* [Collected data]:
◆ ◆ ◆ ◆ ◆

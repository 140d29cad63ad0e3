//! Frame delivery loop
//!
//! Frames are analysed strictly one after another. A frame the profiler
//! cannot analyse is dropped and the loop moves on; only a failing source
//! ends the session early.

use beam_types::BeamEstimate;
use log::info;
use profiler::{BeamProfiler, ProfilerDisplay};

use crate::source::{FrameSource, SourceError};

/// Outcome of one profiling session
#[derive(Debug, Clone, Default, PartialEq)]
pub struct SessionSummary {
    /// Frames pulled from the source
    pub delivered: usize,
    /// Frames that produced an estimate
    pub analyzed: usize,
    /// Frames ignored because the profiler was inactive
    pub skipped: usize,
    /// Frames whose analysis failed
    pub dropped: usize,
    /// Estimates in delivery order
    pub estimates: Vec<BeamEstimate>,
}

/// Pull `frames` frames from `source` and feed them through `profiler`.
pub fn run_session<S, D>(
    source: &mut S,
    profiler: &mut BeamProfiler,
    display: &mut D,
    frames: usize,
) -> Result<SessionSummary, SourceError>
where
    S: FrameSource + ?Sized,
    D: ProfilerDisplay + ?Sized,
{
    info!("Profiling {} frames from {}", frames, source.id_string());
    let mut summary = SessionSummary::default();

    for _ in 0..frames {
        let frame = source.next_frame()?;
        summary.delivered += 1;

        match profiler.process_frame(&frame, display) {
            Ok(Some(estimate)) => {
                summary.analyzed += 1;
                summary.estimates.push(estimate);
            }
            Ok(None) => summary.skipped += 1,
            // Already logged by the profiler; the next frame starts fresh
            Err(_) => summary.dropped += 1,
        }
    }

    info!(
        "Session finished: {} analysed, {} skipped, {} dropped",
        summary.analyzed, summary.skipped, summary.dropped
    );
    Ok(summary)
}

◆ ◆ ◆ ◆ ◆

* [Your task]: Could you restate every entry verbatim, please?

* [Your response]:
repository 140d29cad63ad0e3
//! Frame delivery loop
//!
//! Frames are analysed strictly one after another. A frame the profiler
//! cannot analyse is dropped and the loop moves on; only a failing source
//! ends the session early.

use beam_types::BeamEstimate;
use log::info;
use profiler::{BeamProfiler, ProfilerDisplay};

use crate::source::{FrameSource, SourceError};

/// Outcome of one profiling session
#[derive(Debug, Clone, Default, PartialEq)]
pub struct SessionSummary {
    /// Frames pulled from the source
    pub delivered: usize,
    /// Frames that produced an estimate
    pub analyzed: usize,
    /// Frames ignored because the profiler was inactive
    pub skipped: usize,
    /// Frames whose analysis failed
    pub dropped: usize,
    /// Estimates in delivery order
    pub estimates: Vec<BeamEstimate>,
}

/// Pull `frames` frames from `source` and feed them through `profiler`.
pub fn run_session<S, D>(
    source: &mut S,
    profiler: &mut BeamProfiler,
    display: &mut D,
    frames: usize,
) -> Result<SessionSummary, SourceError>
where
    S: FrameSource + ?Sized,
    D: ProfilerDisplay + ?Sized,
{
    info!("Profiling {} frames from {}", frames, source.id_string());
    let mut summary = SessionSummary::default();

    for _ in 0..frames {
        let frame = source.next_frame()?;
        summary.delivered += 1;

        match profiler.process_frame(&frame, display) {
            Ok(Some(estimate)) => {
                summary.analyzed += 1;
                summary.estimates.push(estimate);
            }
            Ok(None) => summary.skipped += 1,
            // Already logged by the profiler; the next frame starts fresh
            Err(_) => summary.dropped += 1,
        }
    }

    info!(
        "Session finished: {} analysed, {} skipped, {} dropped",
        summary.analyzed, summary.skipped, summary.dropped
    );
    Ok(summary)
}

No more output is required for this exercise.